In a nutshell, this “gentleman” was a coach for a youth baseball team. In what he apparently deemed the interest of winning, he offered an 8 year old pitcher $25.00 to bean one of his own players, who is mildly autistic, in order to injure him enough to keep him from playing. The autistic boy was 9.
I’ve seen this kind of thing before. Not to this extreme, but I’ve seen many examples of people today who cannot see past their own miserable and petty needs in order to show some compassion for someone who is challenged with something like autism, or any handicap. Too many people walk around this world thinking about nothing but themselves. They get angry if the car in front of them isn’t going fast enough, or if someone asks for extra help from a sales person they want to talk with, or if anything gets in the way of their getting something they want or interferes with something they are doing. People are even proud of this kind of attitude… “It’s all about Me” t-shirts abound.
It is incredible to me that an adult, and one that was charged with the responsibility of overseeing a youth baseball team, would do something like this to any kid, let alone one with a handicap like autism. This guy has no idea what kind of courage this kid probably had to muster to try and play baseball with mainstream kids. Autistic kids rarely have the cognitive skills to play team sports and difficulty in social interaction is part of the definition of autism. Young kids are not as a rule tolerent for special needs kids. There are a lot of terms like ‘retard’ and ‘gimp’ thrown around by thoughtless kids. How much courage did that take, for both him and for his parents who likely feared for their son’s emotional well being? More courage than this coach has or likely will ever have. On his way out of the courtroom after sentencing, this worthy told reporters: “I didn’t do nothin'”. Well spoken, Einstein. Say hello to your cellmate “Ripper” for me.
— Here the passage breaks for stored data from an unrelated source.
// Copyright (c) 2026 The ecewo developers
// Licensed under the Apache License, Version 2.0
// <LICENSE-APACHE or
// http://www.apache.org/licenses/LICENSE-2.0> or the MIT
// license <LICENSE-MIT or http://opensource.org/licenses/MIT>,
// at your option. All files in the project carrying such
// notice may not be copied, modified, or distributed except
// according to those terms.

//! The response object and the single write path.
//!
//! [`Res::reply`] is the one exit for every request: it formats the
//! status line, the cached `Date`, every user header in insertion order,
//! `Content-Length`, `Connection` and the body into one heap buffer and
//! queues it on the connection. Responses are single-shot with a known
//! length; there is no chunked response encoding.
//!
//! The buffer is heap-allocated rather than arena-backed on purpose: the
//! reactor may still be flushing it after the request's arena has been
//! rewound for the next request on the connection.

use crate::connection::ClientHandle;
use crate::date::DateCache;

/// Common status codes, for readable call sites.
pub mod status {
    pub const OK: u16 = 200;
    pub const CREATED: u16 = 201;
    pub const NO_CONTENT: u16 = 204;
    pub const MOVED_PERMANENTLY: u16 = 301;
    pub const FOUND: u16 = 302;
    pub const SEE_OTHER: u16 = 303;
    pub const TEMPORARY_REDIRECT: u16 = 307;
    pub const PERMANENT_REDIRECT: u16 = 308;
    pub const BAD_REQUEST: u16 = 400;
    pub const UNAUTHORIZED: u16 = 401;
    pub const FORBIDDEN: u16 = 403;
    pub const NOT_FOUND: u16 = 404;
    pub const PAYLOAD_TOO_LARGE: u16 = 413;
    pub const INTERNAL_SERVER_ERROR: u16 = 500;
}

/// Returns the phrase corresponding to a status code.
pub fn reason_phrase(status: u16) -> &'static str {
    match status {
        100 => "Continue",
        101 => "Switching Protocols",
        200 => "OK",
        201 => "Created",
        202 => "Accepted",
        204 => "No Content",
        206 => "Partial Content",
        301 => "Moved Permanently",
        302 => "Found",
        303 => "See Other",
        304 => "Not Modified",
        307 => "Temporary Redirect",
        308 => "Permanent Redirect",
        400 => "Bad Request",
        401 => "Unauthorized",
        403 => "Forbidden",
        404 => "Not Found",
        405 => "Method Not Allowed",
        408 => "Request Time-out",
        409 => "Conflict",
        411 => "Length Required",
        413 => "Payload Too Large",
        414 => "URI Too Long",
        415 => "Unsupported Media Type",
        417 => "Expectation Failed",
        426 => "Upgrade Required",
        429 => "Too Many Requests",
        500 => "Internal Server Error",
        501 => "Not Implemented",
        502 => "Bad Gateway",
        503 => "Service Unavailable",
        504 => "Gateway Time-out",
        505 => "HTTP Version Not Supported",
        _ => "Unknown",
    }
}

pub(crate) enum Writer {
    /// Queue the formatted bytes on a live connection.
    Client(ClientHandle),
    /// Capture the formatted bytes; unit tests assert on the wire form.
    #[cfg(test)]
    Capture {
        date: std::rc::Rc<DateCache>,
        out: std::rc::Rc<std::cell::RefCell<Vec<u8>>>,
    },
}

/// An outgoing HTTP response.
pub struct Res {
    status: u16,
    headers: Vec<(String, String)>,
    keep_alive: bool,
    replied: bool,
    is_head: bool,
    writer: Writer,
}

impl Res {
    pub(crate) fn new(client: ClientHandle, keep_alive: bool, is_head: bool) -> Res {
        Res {
            status: status::OK,
            headers: Vec::new(),
            keep_alive,
            replied: false,
            is_head,
            writer: Writer::Client(client),
        }
    }

    #[cfg(test)]
    pub(crate) fn capture(
        date: std::rc::Rc<DateCache>,
        out: std::rc::Rc<std::cell::RefCell<Vec<u8>>>,
    ) -> Res {
        Res {
            status: status::OK,
            headers: Vec::new(),
            keep_alive: true,
            replied: false,
            is_head: false,
            writer: Writer::Capture { date, out },
        }
    }

    /// The status set by the last `reply`; 200 until then.
    #[inline]
    pub fn status(&self) -> u16 {
        self.status
    }

    /// True once a reply has been sent. Further sends are no-ops.
    #[inline]
    pub fn replied(&self) -> bool {
        self.replied
    }

    /// Whether the connection stays open after this response. Seeded from
    /// the request's keep-alive judgment.
    #[inline]
    pub fn keep_alive(&self) -> bool {
        self.keep_alive
    }

    /// Forces `Connection: close` on this response.
    pub fn set_close(&mut self) {
        self.keep_alive = false;
    }

    #[cfg(test)]
    pub(crate) fn set_head_request(&mut self, is_head: bool) {
        self.is_head = is_head;
    }

    /// Marks the response as sent without emitting anything, for
    /// connection takeover where the new owner speaks first.
    pub(crate) fn mark_replied(&mut self) {
        self.replied = true;
    }

    pub(crate) fn client(&self) -> Option<&ClientHandle> {
        match &self.writer {
            Writer::Client(client) => Some(client),
            #[cfg(test)]
            Writer::Capture { .. } => None,
        }
    }

    /// Appends a response header.
    ///
    /// Names must be alphanumeric plus `-`/`_`; values must be visible
    /// ASCII or horizontal tab, with CR/LF rejected outright. Invalid
    /// input is refused and logged, leaving the response unchanged.
    /// Duplicates are not suppressed: every accepted call puts one more
    /// line on the wire, in call order.
    pub fn set_header(&mut self, name: &str, value: &str) {
        if self.replied {
            log::debug!("set_header({name:?}) after reply is a no-op");
            return;
        }
        if !is_valid_header_name(name) {
            log::error!("invalid header name: {name:?}");
            return;
        }
        if !is_valid_header_value(value) {
            log::error!("invalid header value for {name:?}");
            return;
        }

        if log::log_enabled!(log::Level::Debug) {
            if self.headers.iter().any(|(k, _)| k.eq_ignore_ascii_case(name)) {
                log::debug!("duplicate header {name:?}: all values will be sent");
            }
        }

        self.headers.push((name.to_owned(), value.to_owned()));
    }

    /// Sends the response.
    ///
    /// This is the single exit of the request lifecycle. The first call
    /// wins; later calls (and later `set_header`s) are no-ops. For HEAD
    /// requests the body is left off the wire while `Content-Length`
    /// still reflects its length.
    pub fn reply(&mut self, status: u16, body: impl AsRef<[u8]>) {
        if self.replied {
            return;
        }
        self.replied = true;
        self.status = status;

        let body = body.as_ref();
        match &self.writer {
            Writer::Client(client) => {
                if !client.valid_for_write() {
                    log::debug!("reply({status}) dropped: connection no longer writable");
                    return;
                }
                let client = client.clone();
                let mut out = Vec::with_capacity(256 + body.len());
                self.format(&mut out, status, &client.shared().date, body);
                client.queue_write(out);
            }
            #[cfg(test)]
            Writer::Capture { date, out } => {
                let date = date.clone();
                let out = out.clone();
                let mut buffer = Vec::with_capacity(256 + body.len());
                self.format(&mut buffer, status, &date, body);
                out.borrow_mut().extend_from_slice(&buffer);
            }
        }
    }

    fn format(&self, out: &mut Vec<u8>, status: u16, date: &DateCache, body: &[u8]) {
        let mut itoa = itoa::Buffer::new();

        out.extend_from_slice(b"HTTP/1.1 ");
        out.extend_from_slice(itoa.format(status).as_bytes());
        out.extend_from_slice(b"\r\nDate: ");
        date.write_to(out);
        out.extend_from_slice(b"\r\n");

        for (name, value) in &self.headers {
            out.extend_from_slice(name.as_bytes());
            out.extend_from_slice(b": ");
            out.extend_from_slice(value.as_bytes());
            out.extend_from_slice(b"\r\n");
        }

        // Content-Length always reflects the full body, even when HEAD
        // suppresses the payload below.
        out.extend_from_slice(b"Content-Length: ");
        out.extend_from_slice(itoa.format(body.len()).as_bytes());
        out.extend_from_slice(b"\r\nConnection: ");
        out.extend_from_slice(if self.keep_alive {
            b"keep-alive".as_slice()
        } else {
            b"close".as_slice()
        });
        out.extend_from_slice(b"\r\n\r\n");

        if !self.is_head {
            out.extend_from_slice(body);
        }
    }

    /// Sends a `text/plain` response.
    pub fn send_text(&mut self, status: u16, text: impl AsRef<str>) {
        self.set_header("Content-Type", "text/plain");
        self.reply(status, text.as_ref().as_bytes());
    }

    /// Sends an `application/json` response. The payload is taken as-is;
    /// serialization is the caller's business.
    pub fn send_json(&mut self, status: u16, json: impl AsRef<str>) {
        self.set_header("Content-Type", "application/json");
        self.reply(status, json.as_ref().as_bytes());
    }

    /// Sends a redirect to `url` with a short reason-phrase body.
    ///
    /// URLs containing CR or LF are refused with a 400.
    pub fn redirect(&mut self, status: u16, url: &str) {
        if self.replied {
            return;
        }
        if !is_valid_header_value(url) {
            log::error!("redirect URL contains CR/LF");
            self.send_text(status::BAD_REQUEST, "Bad Request");
            return;
        }

        self.set_header("Location", url);
        self.set_header("Content-Type", "text/plain");

        let message = match status {
            status::MOVED_PERMANENTLY
            | status::FOUND
            | status::SEE_OTHER
            | status::TEMPORARY_REDIRECT
            | status::PERMANENT_REDIRECT => reason_phrase(status),
            _ => "Redirect",
        };
        self.reply(status, message.as_bytes());
    }
}

fn is_valid_header_name(name: &str) -> bool {
    !name.is_empty()
        && name
            .bytes()
            .all(|b| b.is_ascii_alphanumeric() || b == b'-' || b == b'_')
}

fn is_valid_header_value(value: &str) -> bool {
    value.bytes().all(|b| b == b'\t' || (32..=126).contains(&b))
}

/// Formats a canned error response (400/413/500 class): reason phrase on
/// the status line and in the body, `Connection: close`.
pub(crate) fn error_response(status: u16, date: &DateCache) -> Vec<u8> {
    let phrase = reason_phrase(status);
    let mut itoa = itoa::Buffer::new();
    let mut out = Vec::with_capacity(160);

    out.extend_from_slice(b"HTTP/1.1 ");
    out.extend_from_slice(itoa.format(status).as_bytes());
    out.push(b' ');
    out.extend_from_slice(phrase.as_bytes());
    out.extend_from_slice(b"\r\nDate: ");
    date.write_to(&mut out);
    out.extend_from_slice(b"\r\nContent-Type: text/plain\r\nContent-Length: ");
    out.extend_from_slice(itoa.format(phrase.len()).as_bytes());
    out.extend_from_slice(b"\r\nConnection: close\r\n\r\n");
    out.extend_from_slice(phrase.as_bytes());
    out
}
// Copyright (c) 2026 The ecewo developers
// Licensed under the Apache License, Version 2.0
// <LICENSE-APACHE or
// http://www.apache.org/licenses/LICENSE-2.0> or the MIT
// license <LICENSE-MIT or http://opensource.org/licenses/MIT>,
// at your option. All files in the project carrying such
// notice may not be copied, modified, or distributed except
// according to those terms.

//! Cached `Date:` header value.
//!
//! Formatting an RFC 7231 IMF-fixdate for every response is measurable
//! overhead under load, so the reactor refreshes one process-wide string
//! once per second and every response reads it back. All reads happen on
//! the reactor thread, so a plain `RefCell` is enough.

use std::cell::RefCell;
use std::time::SystemTime;

/// Refresh period of the cached date string, in milliseconds.
pub const DATE_REFRESH_INTERVAL_MS: u64 = 1_000;

pub struct DateCache {
    text: RefCell<String>,
}

impl DateCache {
    /// Creates the cache, formatted for the current instant.
    pub fn new() -> DateCache {
        DateCache {
            text: RefCell::new(httpdate::fmt_http_date(SystemTime::now())),
        }
    }

    /// Re-formats the cached string. Driven by a 1 s interval timer.
    pub fn refresh(&self) {
        *self.text.borrow_mut() = httpdate::fmt_http_date(SystemTime::now());
    }

    /// Appends the cached date to `out`.
    pub fn write_to(&self, out: &mut Vec<u8>) {
        out.extend_from_slice(self.text.borrow().as_bytes());
    }

    /// Copies the cached date out as an owned string.
    pub fn current(&self) -> String {
        self.text.borrow().clone()
    }
}

impl Default for DateCache {
    fn default() -> DateCache {
        DateCache::new()
    }
}

#[cfg(test)]
mod tests {
    use super::DateCache;

    #[test]
    fn formats_imf_fixdate() {
        let cache = DateCache::new();
        let date = cache.current();
        // "Sun, 06 Nov 1994 08:49:37 GMT"
        assert_eq!(date.len(), 29);
        assert!(date.ends_with(" GMT"));
        assert_eq!(&date[3..5], ", ");
    }

    #[test]
    fn write_to_appends() {
        let cache = DateCache::new();
        let mut out = b"Date: ".to_vec();
        cache.write_to(&mut out);
        assert!(out.len() > 6);
        cache.refresh();
        assert_eq!(cache.current().len(), 29);
    }
}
On one of our trips to Disney one year, Elizabeth and I sat in our airplane seats, and Elizabeth proceeded to sing. She does that a lot… it’s a way she has of releasing after the over-stimulation of being in crowds or places she is not familiar with. She wasn’t being overly loud, or I would have tried to calm her down. She was just singing some Barney song in a normal voice. After about 5 minutes the gentleman in the seat in front of her angrily turned around and demanded to know if she was going to keep that up the entire plane ride. 5 minutes. I said “I don’t know… I’ll ask her”. I asked Elizabeth and told her this man didn’t like her singing, and of course she didn’t answer me. I said to the man “gee, I guess since she’s mentally challenged she doesn’t care what you think.” He threw his hands up and said very insincerely “I apologize”, and turned around sulking. What a jerk. I’m sure all he could think about was his bad luck being seated next to an autistic girl who ruined his relaxing plane ride. Elizabeth will live with autism the rest of her life, this asshole was affected by it for 90 minutes. Poor guy.
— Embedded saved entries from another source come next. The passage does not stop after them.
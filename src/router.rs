// Copyright (c) 2026 The ecewo developers
// Licensed under the Apache License, Version 2.0
// <LICENSE-APACHE or
// http://www.apache.org/licenses/LICENSE-2.0> or the MIT
// license <LICENSE-MIT or http://opensource.org/licenses/MIT>,
// at your option. All files in the project carrying such
// notice may not be copied, modified, or distributed except
// according to those terms.

//! Route lookup.
//!
//! Routes live in a radix trie keyed by path bytes. Each node additionally
//! carries a parameter child (`:name` segments, capturing one segment) and
//! a wildcard child (`*`, terminal, matching any remainder). Terminal
//! nodes store one entry per method.
//!
//! Matching tries, per segment: exact bytes, then parameter, then
//! wildcard, backtracking captured parameters on failure. The tokenizer
//! skips empty segments, so `//a//b` and `/a/b/` both resolve like
//! `/a/b`.
//!
//! The trie sits behind a reader/writer lock: lookups take the read lock
//! on the dispatch path, registration takes the write lock. In practice
//! all registrations happen before `run`.

use arrayvec::ArrayVec;

use crate::middleware::RouteEntry;

/// Deepest accepted path, in segments.
pub const MAX_PATH_SEGMENTS: usize = 32;

/// Inline capacity for captured parameters. Running out of slots makes
/// the parameter branch fail, like any other mismatch.
pub const MAX_PARAMS: usize = 32;

/// The request methods routes can be registered for.
#[derive(Debug, Clone, Copy, PartialEq, Eq)]
pub enum Method {
    Get,
    Post,
    Put,
    Patch,
    Delete,
    Head,
    Options,
}

pub const METHOD_COUNT: usize = 7;

impl Method {
    /// Maps a request method token, case-sensitively per RFC 7230.
    pub fn from_token(token: &str) -> Option<Method> {
        match token {
            "GET" => Some(Method::Get),
            "POST" => Some(Method::Post),
            "PUT" => Some(Method::Put),
            "PATCH" => Some(Method::Patch),
            "DELETE" => Some(Method::Delete),
            "HEAD" => Some(Method::Head),
            "OPTIONS" => Some(Method::Options),
            _ => None,
        }
    }

    pub fn as_str(&self) -> &'static str {
        match self {
            Method::Get => "GET",
            Method::Post => "POST",
            Method::Put => "PUT",
            Method::Patch => "PATCH",
            Method::Delete => "DELETE",
            Method::Head => "HEAD",
            Method::Options => "OPTIONS",
        }
    }

    fn index(&self) -> usize {
        *self as usize
    }
}

/// Splits a request path into its non-empty segments.
///
/// Paths deeper than [`MAX_PATH_SEGMENTS`] do not tokenize; the caller
/// treats that as a lookup miss.
pub fn tokenize_path(path: &str) -> Option<ArrayVec<&str, MAX_PATH_SEGMENTS>> {
    let mut segments = ArrayVec::new();
    for segment in path.split('/') {
        if segment.is_empty() {
            continue;
        }
        if segments.try_push(segment).is_err() {
            log::debug!("path too deep: more than {MAX_PATH_SEGMENTS} segments");
            return None;
        }
    }
    Some(segments)
}

struct Node {
    children: Vec<(u8, Node)>,
    param_child: Option<Box<Node>>,
    param_name: Option<Box<str>>,
    wildcard_child: Option<Box<Node>>,
    entries: [Option<RouteEntry>; METHOD_COUNT],
    is_end: bool,
}

impl Node {
    fn new() -> Node {
        Node {
            children: Vec::new(),
            param_child: None,
            param_name: None,
            wildcard_child: None,
            entries: Default::default(),
            is_end: false,
        }
    }

    fn child(&self, byte: u8) -> Option<&Node> {
        self.children
            .iter()
            .find(|(b, _)| *b == byte)
            .map(|(_, node)| node)
    }

    fn child_or_insert(&mut self, byte: u8) -> &mut Node {
        if let Some(at) = self.children.iter().position(|(b, _)| *b == byte) {
            &mut self.children[at].1
        } else {
            self.children.push((byte, Node::new()));
            &mut self.children.last_mut().unwrap().1
        }
    }
}

/// A successful lookup: the route entry plus the captured parameters.
/// Parameter names borrow the trie, values borrow the request path; the
/// dispatcher copies both into the request arena before releasing the
/// read lock.
pub struct RouteMatch<'t, 'p> {
    pub entry: RouteEntry,
    pub params: ArrayVec<(&'t str, &'p str), MAX_PARAMS>,
}

pub struct RouteTrie {
    root: Node,
    route_count: usize,
}

impl RouteTrie {
    pub fn new() -> RouteTrie {
        RouteTrie {
            root: Node::new(),
            route_count: 0,
        }
    }

    /// Number of registered `(path, method)` entries.
    pub fn route_count(&self) -> usize {
        self.route_count
    }

    /// Registers `entry` for `method` under `path`.
    ///
    /// `:name` installs a parameter segment, `*` a terminal wildcard.
    /// Registering the same `(path, method)` twice replaces the entry.
    pub fn add(&mut self, method: Method, path: &str, entry: RouteEntry) {
        let mut current = &mut self.root;
        let mut rest = path.strip_prefix('/').unwrap_or(path).as_bytes();

        while !rest.is_empty() {
            match rest[0] {
                b':' => {
                    let end = rest.iter().position(|&b| b == b'/').unwrap_or(rest.len());
                    let name = std::str::from_utf8(&rest[1..end]).unwrap_or_default();

                    let child = current.param_child.get_or_insert_with(|| {
                        let mut node = Node::new();
                        node.param_name = Some(name.into());
                        Box::new(node)
                    });
                    current = child;
                    rest = &rest[end..];
                }
                b'*' => {
                    current = current
                        .wildcard_child
                        .get_or_insert_with(|| Box::new(Node::new()));
                    // A wildcard swallows the remainder of the pattern.
                    rest = &[];
                }
                _ => {
                    let end = rest.iter().position(|&b| b == b'/').unwrap_or(rest.len());
                    for &byte in &rest[..end] {
                        current = current.child_or_insert(byte);
                    }
                    rest = &rest[end..];
                }
            }

            if let Some((b'/', tail)) = rest.split_first() {
                current = current.child_or_insert(b'/');
                rest = tail;
            }
        }

        current.is_end = true;
        if current.entries[method.index()].replace(entry).is_none() {
            self.route_count += 1;
        }
    }

    /// Looks up `segments` (from [`tokenize_path`]) for `method`.
    pub fn find<'t, 'p>(
        &'t self,
        method: Method,
        segments: &[&'p str],
    ) -> Option<RouteMatch<'t, 'p>> {
        let mut params = ArrayVec::new();

        let node = if segments.is_empty() {
            self.root.is_end.then_some(&self.root)
        } else {
            match_segments(&self.root, segments, 0, &mut params)
        }?;

        let entry = node.entries[method.index()].clone()?;
        Some(RouteMatch { entry, params })
    }
}

impl Default for RouteTrie {
    fn default() -> RouteTrie {
        RouteTrie::new()
    }
}

fn match_segments<'t, 'p>(
    node: &'t Node,
    segments: &[&'p str],
    index: usize,
    params: &mut ArrayVec<(&'t str, &'p str), MAX_PARAMS>,
) -> Option<&'t Node> {
    debug_assert!(index < segments.len());
    let segment = segments[index];
    let last = index + 1 >= segments.len();

    // Exact byte match first.
    let mut current = Some(node);
    for &byte in segment.as_bytes() {
        current = current.and_then(|n| n.child(byte));
    }
    if let Some(exact) = current {
        if last {
            if exact.is_end {
                return Some(exact);
            }
        } else if let Some(sep) = exact.child(b'/') {
            if let Some(found) = match_segments(sep, segments, index + 1, params) {
                return Some(found);
            }
        }
    }

    // Then a parameter capture.
    if let Some(param) = node.param_child.as_deref() {
        let name = param.param_name.as_deref().unwrap_or_default();
        if params.try_push((name, segment)).is_ok() {
            if last {
                if param.is_end {
                    return Some(param);
                }
            } else if let Some(sep) = param.child(b'/') {
                if let Some(found) = match_segments(sep, segments, index + 1, params) {
                    return Some(found);
                }
            }
            // Undo the capture before falling through.
            params.pop();
        }
    }

    // Finally the wildcard, which accepts the remainder.
    match node.wildcard_child.as_deref() {
        Some(wildcard) if wildcard.is_end => Some(wildcard),
        _ => None,
    }
}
I can thank God that because of Elizabeth my kids will never be like that. They have seen firsthand the difficulties that people with autism face in the most basic of daily life, and have a clear understanding of the challenge any handicap or special need present in a person’s life. They will never be inconsiderate or mean to a special needs person, and would likely stand up and defend someone who is being picked on or demeaned because of their mental or physical challenge. They have had to sacrifice much because of their older sister, who has a penchant for destroying things and difficulty dealing with anything out of her routine, and that has limited what they can have in their rooms, what they can do with their time and even how we take family vacations. The trade off is they don’t need to be told how to treat people or how to help those that have trouble helping themselves.
If that youth baseball coach had grown up with a special needs sibling, he wouldn’t be rooming with Ripper for the next year.